What is Complex Event Processing (and what is not)

On Lateness, Event Time vs. Processing Time and Watermarks, Order-Of-Arrival, Retraction

EPL is powerful, but unfortunately this also means that when you design EPL you need to know how time passes and what event ordering is available or not. You can run Esper in an environment that doesn't pass time and that has completely disordered events.

There are many facilities that EPL offers that do not at all depend on event order or time passing. Some examples are...

  • A join select * from OrderEvent#unique(orderId) as ord, AccountEvent#unique(accountId) as act where ord.accountId = act.accountId  joins the last order event per order id with the last account event per account id
  • An aggregation select count(*), ip_address from PortScanEvent group by ip_address counts the port scans per ip address
  • A complex filter create context DynamicFilterContext initiated by CriteriaEvent as criteria and context DynamicFilterContext select * from News(language IN (context.criteria.languageIds) AND companies.anyOf(x=> x.company.id IN (context.criteria.companyIds)) allows you to dynamically filter news based on a criteria event (this sort of thing makes use of Esper filter indexes to fast-match)

Many facilities that EPL offers however do depend on time passing and do depend on event ordering. For example...

  • A pattern timer:interval(1 minute) and not SensorEvent alerts when an interval of one minute passes during which Esper receives no sensor event
  • A pattern match-recognize ( pattern (A B) ) matches when there is an event A that is immediately followed by an event B

When you run Esper, you need to look at your requirements and decide for each requirement whether you need to wait for late arriving events, and for how long to wait, and what to do for events that arrive later than that. You need to determine if and how you want to advance time. You need to determine whether to reorder events. Esper has a time-order window that can help with all that however you still need to define these parameters.

The pattern timer:interval(1 minute) and not SensorEvent detects the absence of the event with near-zero latency by itself. The actual latency depends on how time moves forward. For example your design may use a watermark and move its time based on allowed lateness. The 1 minute interval can span any amount of actual natural time, and so can the latency of detection when using watermarks.

The pattern timer:interval(1 minute) and not SensorEvent outputs a result after 1 minute without a sensor event. Assume that at a later time we do discover that a sensor event has come in. This would mean the output needs to be retracted. Retraction is not something that Esper handles currently.

On Windows

This post explores what the term Window means.

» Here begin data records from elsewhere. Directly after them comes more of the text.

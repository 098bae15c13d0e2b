//! Configuration Loader
//!
//! Environment-aware configuration loading. Handles YAML file discovery,
//! environment detection, override merging and `${VAR}` expansion.

use super::error::{ConfigResult, ConfigurationError};
use super::PipelineConfig;
use serde_yaml::Value as YamlValue;
use std::env;
use std::path::{Path, PathBuf};
use std::sync::Arc;
use tracing::{debug, warn};

const CONFIG_FILE_NAMES: [&str; 2] = ["mti-pipeline.yaml", "mti-pipeline.yml"];
const ENVIRONMENTS: [&str; 3] = ["development", "test", "production"];

pub struct ConfigManager {
    config: PipelineConfig,
    environment: String,
    config_directory: PathBuf,
}

impl ConfigManager {
    /// Load configuration with environment auto-detection
    pub fn load() -> ConfigResult<Arc<ConfigManager>> {
        Self::load_from_directory(None)
    }

    /// Load configuration from a specific directory
    pub fn load_from_directory(config_dir: Option<PathBuf>) -> ConfigResult<Arc<ConfigManager>> {
        let environment = Self::detect_environment();
        Self::load_from_directory_with_env(config_dir, &environment)
    }

    /// Load configuration from a specific directory with explicit environment
    /// This is useful for testing without modifying global environment variables
    pub fn load_from_directory_with_env(
        config_dir: Option<PathBuf>,
        environment: &str,
    ) -> ConfigResult<Arc<ConfigManager>> {
        let config_directory = config_dir.unwrap_or_else(Self::default_config_directory);

        debug!(
            "Loading configuration for environment '{}' from directory: {}",
            environment,
            config_directory.display()
        );

        let mut config = Self::load_and_merge_config(&config_directory, environment)?;
        Self::expand_environment_variables(&mut config);

        config.validate()?;

        let sanitized_config = Self::sanitize_config_for_logging(&config);
        debug!(
            "Configuration loaded successfully: {}",
            serde_json::to_string_pretty(&sanitized_config)
                .unwrap_or_else(|_| "[serialization error]".to_string())
        );

        crate::log_config!(info, "Configuration loaded successfully",
            environment: environment,
            source_table: config.database.source_table.clone(),
            annotation_table: config.database.annotation_table.clone()
        );

        Ok(Arc::new(ConfigManager {
            config,
            environment: environment.to_string(),
            config_directory,
        }))
    }

    /// Get the loaded configuration
    pub fn config(&self) -> &PipelineConfig {
        &self.config
    }

    /// Sanitized configuration with credentials masked
    pub fn debug_config(&self) -> serde_json::Value {
        Self::sanitize_config_for_logging(&self.config)
    }

    pub fn environment(&self) -> &str {
        &self.environment
    }

    pub fn config_directory(&self) -> &Path {
        &self.config_directory
    }

    /// Detect current environment: MTI_ENV || APP_ENV || 'development'
    pub fn detect_environment() -> String {
        Self::resolve_environment(env::var("MTI_ENV").ok(), env::var("APP_ENV").ok())
    }

    /// Environment name from the two variables, lowercased
    pub fn resolve_environment(mti_env: Option<String>, app_env: Option<String>) -> String {
        mti_env
            .or(app_env)
            .unwrap_or_else(|| "development".to_string())
            .to_lowercase()
    }

    fn default_config_directory() -> PathBuf {
        let possible_dirs = [PathBuf::from("config"), PathBuf::from("../config")];

        for dir in possible_dirs {
            if CONFIG_FILE_NAMES.iter().any(|name| dir.join(name).exists()) {
                debug!("Found config directory: {}", dir.display());
                return dir;
            }
        }

        PathBuf::from("config")
    }

    /// Find the configuration file
    fn find_config_file(config_directory: &Path) -> ConfigResult<PathBuf> {
        let mut searched_paths = Vec::new();

        for name in CONFIG_FILE_NAMES {
            let config_path = config_directory.join(name);
            searched_paths.push(config_path.clone());

            if config_path.exists() {
                debug!("Found configuration file: {}", config_path.display());
                return Ok(config_path);
            }
        }

        Err(ConfigurationError::config_file_not_found(searched_paths))
    }

    /// Read a configuration file with a size limit
    fn read_config_file_safely(path: &Path) -> ConfigResult<String> {
        const MAX_CONFIG_FILE_SIZE: u64 = 1024 * 1024;

        let metadata = std::fs::metadata(path)
            .map_err(|e| ConfigurationError::file_read_error(path.display().to_string(), e))?;

        if metadata.len() > MAX_CONFIG_FILE_SIZE {
            return Err(ConfigurationError::invalid_value(
                "file_size",
                metadata.len().to_string(),
                format!("Configuration file too large (> {MAX_CONFIG_FILE_SIZE} bytes)"),
            ));
        }

        if !metadata.is_file() {
            return Err(ConfigurationError::invalid_value(
                "file_type",
                "directory or special file",
                "Configuration path must point to a regular file",
            ));
        }

        std::fs::read_to_string(path)
            .map_err(|e| ConfigurationError::file_read_error(path.display().to_string(), e))
    }

    /// Load and merge configuration with environment-specific overrides
    fn load_and_merge_config(
        config_directory: &Path,
        environment: &str,
    ) -> ConfigResult<PipelineConfig> {
        let config_file = Self::find_config_file(config_directory)?;
        let yaml_content = Self::read_config_file_safely(&config_file)?;

        let mut yaml_data: YamlValue = serde_yaml::from_str(&yaml_content)
            .map_err(|e| ConfigurationError::invalid_yaml(config_file.display().to_string(), e))?;

        if let Some(env_overrides) = yaml_data
            .get(YamlValue::String(environment.to_string()))
            .cloned()
        {
            debug!("Applying environment-specific overrides for: {}", environment);
            Self::merge_yaml_values(&mut yaml_data, env_overrides);
        }

        if let YamlValue::Mapping(ref mut map) = yaml_data {
            for section in ENVIRONMENTS {
                map.remove(YamlValue::String(section.to_string()));
            }
        }

        serde_yaml::from_value(yaml_data).map_err(|e| {
            ConfigurationError::invalid_yaml(
                config_file.display().to_string(),
                format!("Failed to deserialize configuration: {e}"),
            )
        })
    }

    /// Recursively merge YAML values (environment overrides into base config)
    fn merge_yaml_values(base: &mut YamlValue, override_value: YamlValue) {
        match (&mut *base, override_value) {
            (YamlValue::Mapping(base_map), YamlValue::Mapping(override_map)) => {
                for (key, value) in override_map {
                    if let Some(existing_value) = base_map.get_mut(&key) {
                        Self::merge_yaml_values(existing_value, value);
                    } else {
                        base_map.insert(key, value);
                    }
                }
            }
            (base_ref, override_val) => {
                *base_ref = override_val;
            }
        }
    }

    /// Expand `${VAR}` placeholders in the database URL and contact email
    fn expand_environment_variables(config: &mut PipelineConfig) {
        for value in [&mut config.database.url, &mut config.mti.email] {
            let placeholder = super::unexpanded_placeholder(value).map(str::to_string);

            if let Some(var_name) = placeholder {
                match env::var(&var_name) {
                    Ok(env_value) => {
                        debug!("Expanding environment variable {}", var_name);
                        *value = env_value;
                    }
                    Err(_) => {
                        warn!(
                            "Environment variable {} not found, keeping original value",
                            var_name
                        );
                    }
                }
            }
        }
    }

    fn sanitize_config_for_logging(config: &PipelineConfig) -> serde_json::Value {
        let mut config_json = serde_json::json!(config);
        let sensitive_patterns = ["password", "secret", "token", "url", "email"];
        Self::sanitize_json_recursive(&mut config_json, &sensitive_patterns);
        config_json
    }

    fn sanitize_json_recursive(value: &mut serde_json::Value, sensitive_patterns: &[&str]) {
        match value {
            serde_json::Value::Object(map) => {
                for (key, val) in map.iter_mut() {
                    let key_lower = key.to_lowercase();
                    let is_sensitive = sensitive_patterns
                        .iter()
                        .any(|pattern| key_lower.contains(pattern));

                    if is_sensitive {
                        let masked = match &*val {
                            serde_json::Value::String(s) if s.is_empty() => "[EMPTY]",
                            _ => "[MASKED]",
                        };
                        *val = serde_json::Value::String(masked.to_string());
                    } else {
                        Self::sanitize_json_recursive(val, sensitive_patterns);
                    }
                }
            }
            serde_json::Value::Array(arr) => {
                for item in arr.iter_mut() {
                    Self::sanitize_json_recursive(item, sensitive_patterns);
                }
            }
            _ => {}
        }
    }
}
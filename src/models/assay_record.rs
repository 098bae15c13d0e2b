use serde::{Deserialize, Serialize};
use sqlx::{FromRow, PgPool};

use crate::error::{PipelineError, Result};
use crate::validation::validate_table_name;

/// AssayRecord is one assay description read from the record store
/// Maps to `(assay_id, description)` of the configured source table
#[derive(Debug, Clone, PartialEq, Eq, Serialize, Deserialize, FromRow)]
pub struct AssayRecord {
    pub id: i64,
    pub description: String,
}

impl AssayRecord {
    pub fn new(id: i64, description: impl Into<String>) -> Self {
        Self {
            id,
            description: description.into(),
        }
    }

    /// Fetch every non-null description, trailing periods trimmed
    ///
    /// `condition` is appended verbatim as `AND <condition>`; it is trusted
    /// SQL supplied by the operator. Rows are fetched eagerly.
    pub async fn fetch_descriptions(
        pool: &PgPool,
        source_table: &str,
        condition: Option<&str>,
    ) -> Result<Vec<AssayRecord>> {
        let sql = build_description_query(source_table, condition)?;

        let records = sqlx::query_as::<_, AssayRecord>(&sql)
            .fetch_all(pool)
            .await?;

        crate::log_database!(info, "Fetched assay descriptions",
            table: source_table,
            rows: records.len(),
            filtered: condition.is_some()
        );

        Ok(records)
    }
}

/// Build the description query for `source_table`
///
/// A trailing '.' makes the annotation service answer `ERROR`, so it is
/// trimmed in SQL.
pub fn build_description_query(source_table: &str, condition: Option<&str>) -> Result<String> {
    validate_table_name(source_table).map_err(PipelineError::validation)?;

    let mut sql = format!(
        "SELECT assay_id::bigint AS id, trim(trailing '.' FROM description) AS description \
         FROM {source_table} WHERE description IS NOT NULL"
    );

    if let Some(condition) = condition.map(str::trim).filter(|c| !c.is_empty()) {
        sql.push_str(" AND ");
        sql.push_str(condition);
    }

    Ok(sql)
}

/// Query gateway entry point; see [`AssayRecord::fetch_descriptions`]
pub async fn fetch_assay_descriptions(
    pool: &PgPool,
    source_table: &str,
    condition: Option<&str>,
) -> Result<Vec<AssayRecord>> {
    AssayRecord::fetch_descriptions(pool, source_table, condition).await
}
//! Driver that only logs the desired peer set.

use async_trait::async_trait;
use tracing::info;

use super::Driver;
use crate::error::Result;
use crate::types::NetState;

/// Logs what would be configured. Useful for dry runs.
#[derive(Debug, Clone, Copy, Default)]
pub struct LogDriver;

#[async_trait]
impl Driver for LogDriver {
    async fn configure(&self, network_id: &str, state: &NetState) -> Result<()> {
        let peers: Vec<&str> = state
            .sorted_active_peers()
            .iter()
            .map(|p| p.pub_key.as_str())
            .collect();
        info!(network = network_id, active = peers.len(), ?peers, "Configuring interface");
        Ok(())
    }
}

#[cfg(test)]
mod tests {
    use super::*;

    #[tokio::test]
    async fn test_log_driver_accepts_any_state() {
        LogDriver
            .configure("wg0", &NetState::new())
            .await
            .expect("configure");
    }
}
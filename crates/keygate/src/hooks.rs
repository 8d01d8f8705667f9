//! Pre-approval hooks.
//!
//! Hooks run in the order a network lists them against every registration.
//! The first rejection aborts the registration.

use std::sync::Arc;

use crate::error::{NmError, Result};
use crate::registry::Registry;
use crate::types::Peer;

/// A check run against a candidate peer before it is staged.
pub trait PreApproveHook: Send + Sync {
    /// Accepts or rejects the peer for the given network.
    fn check(&self, network_id: &str, peer: &Peer) -> Result<()>;
}

/// Shared handle to a hook.
pub type HookRef = Arc<dyn PreApproveHook>;

/// Size of a WireGuard public key in bytes.
const WIREGUARD_KEY_LEN: usize = 32;

/// Rejects keys that are not base64-encoded 32-byte WireGuard keys.
#[derive(Debug, Clone, Copy, Default)]
pub struct WireGuardKeyHook;

impl PreApproveHook for WireGuardKeyHook {
    fn check(&self, _network_id: &str, peer: &Peer) -> Result<()> {
        use base64::Engine;
        let decoded = base64::engine::general_purpose::STANDARD
            .decode(&peer.pub_key)
            .map_err(|e| reject("wireguard-key", format!("invalid base64: {e}")))?;
        if decoded.len() != WIREGUARD_KEY_LEN {
            return Err(reject(
                "wireguard-key",
                format!("expected {WIREGUARD_KEY_LEN} bytes, got {}", decoded.len()),
            ));
        }
        Ok(())
    }
}

/// Requires a non-empty `owner` entry in the peer's metadata.
#[derive(Debug, Clone, Copy, Default)]
pub struct RequireOwnerHook;

impl PreApproveHook for RequireOwnerHook {
    fn check(&self, _network_id: &str, peer: &Peer) -> Result<()> {
        match peer.info.get("owner") {
            Some(owner) if !owner.trim().is_empty() => Ok(()),
            _ => Err(reject("require-owner", "peer has no owner".to_string())),
        }
    }
}

fn reject(hook: &str, reason: String) -> NmError {
    NmError::Rejected {
        hook: hook.to_string(),
        reason,
    }
}

/// Registers the built-in hooks.
///
/// # Errors
///
/// Returns an error if a built-in name is already taken.
pub fn register_builtin(registry: &mut Registry<HookRef>) -> Result<()> {
    registry.register("wireguard-key", Arc::new(WireGuardKeyHook) as HookRef)?;
    registry.register("require-owner", Arc::new(RequireOwnerHook) as HookRef)?;
    Ok(())
}

#[cfg(test)]
mod tests {
    use super::*;

    const VALID_KEY: &str = "xTIBA5rboUvnH4htodjb6e697QjLERt1NAB4mZqp8Dg=";

    #[test]
    fn test_wireguard_key_accepts_valid_key() {
        WireGuardKeyHook
            .check("wg0", &Peer::new(VALID_KEY))
            .expect("valid key");
    }

    #[test]
    fn test_wireguard_key_rejects_garbage() {
        let err = WireGuardKeyHook
            .check("wg0", &Peer::new("not base64!"))
            .expect_err("garbage");
        assert!(matches!(err, NmError::Rejected { ref hook, .. } if hook == "wireguard-key"));
    }

    #[test]
    fn test_wireguard_key_rejects_short_key() {
        assert!(WireGuardKeyHook.check("wg0", &Peer::new("AAAA")).is_err());
    }

    #[test]
    fn test_require_owner() {
        assert!(RequireOwnerHook.check("wg0", &Peer::new("pk1")).is_err());
        assert!(
            RequireOwnerHook
                .check("wg0", &Peer::new("pk1").with_info("owner", " "))
                .is_err()
        );
        RequireOwnerHook
            .check("wg0", &Peer::new("pk1").with_info("owner", "alice"))
            .expect("owner present");
    }
}
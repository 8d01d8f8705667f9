//! Address allocators.
//!
//! An allocator hands out host addresses to approved peers. Networks name
//! the allocators they require; each configured allocator name maps to a
//! registered allocator kind and is built once at startup.

mod pool;

use std::fmt;
use std::net::IpAddr;
use std::sync::Arc;

use ipnet::IpNet;

use crate::config::AddresserConfig;
use crate::error::Result;
use crate::registry::Registry;

pub use pool::{AllocationError, CidrPool};

/// Trait for address allocators.
pub trait Addresser: Send + Sync + fmt::Debug {
    /// Assigns a fresh host address to a peer of a network.
    fn assign(&self, network_id: &str, pub_key: &str) -> Result<IpNet>;

    /// Marks an address as in use, e.g. one restored from persisted state.
    fn reserve(&self, address: IpAddr) -> Result<()>;

    /// Returns an address to the pool. Returns true if it was allocated.
    fn release(&self, address: IpAddr) -> bool;

    /// Whether the address belongs to this allocator's pool.
    fn contains(&self, address: IpAddr) -> bool;
}

/// Constructs an allocator from its name and configuration entry.
pub type AddresserFactory =
    Box<dyn Fn(&str, &AddresserConfig) -> Result<Arc<dyn Addresser>> + Send + Sync>;

/// Registers the built-in allocator kinds.
///
/// # Errors
///
/// Returns an error if a built-in name is already taken.
pub fn register_builtin(registry: &mut Registry<AddresserFactory>) -> Result<()> {
    registry.register(
        "cidr-pool",
        Box::new(|name: &str, config: &AddresserConfig| {
            let pool = CidrPool::from_cidr(name, &config.cidr)?;
            Ok(Arc::new(pool) as Arc<dyn Addresser>)
        }),
    )
}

Wikipedia under the topic of Data Stream Management System lists a nice definition of Window:

Instead of using synopses to compress the characteristics of the whole data streams, window techniques only look on a portion of the data. This approach is motivated by the idea that only the most recent data are relevant. Therefore, a window continuously cuts out a part of the data stream, e.g. the last ten data stream elements, and only considers these elements during the processing. There are different kinds of such windows like sliding windows that are similar to FIFO lists or tumbling windows that cut out disjoint parts. Furthermore, the windows can also be differentiated into element-based windows, e.g., to consider the last ten elements, or time-based windows, e.g., to consider the last ten seconds of data.

In Esper we have...

  • Data is the events that are arriving into Esper
  • A window that considers the last 10 elements is #length(10), aka. length window
  • A window that considers the last 10 seconds of data is #time(10), aka. time window.

The smallest unit of change to a window is an individual event. A new event goes inside the window. The old event escapes the window. And thus events come and go. When such a change happens Esper determines if this change is meaningful. It does that by incrementally updating aggregations and match-recognize patterns each time an event comes and goes. When for example a query compares an aggregation against a threshold value it indicates this meaningful change to the application.

---> Esper evaluates windows continuously and incrementally on the level of individual events.

I have looked up Apache Flink which has a write-up on windows among its documentation in Application Development->Streaming->Operators->Windows. In Flink windows are at the heart of processing infinite streams. Windows split the stream into “buckets” of finite size, over which we can apply computations.. Flink forms a window and only when the window is completely formed does it apply a computation and then form a new window, unless I'm mistaken. This sounds a lot like batch processing to me. But batch != window.

In Esper a window can be an arbitrary subset of events. Here are two examples.

  • #length(10)#time(10) considers the last 10 elements that are not older than 10 seconds
  • create window MyWindow#keepall with on-merge, to insert and remove events according to any criteria

Other systems seem to form a window only from the data that arrives next to each other. It seems impossible in other systems to form a window across arbitrary data. They seem to require inserting into a table of some kind as I understand.

The term window in Esper means subset of events and in some systems means batch-delineation.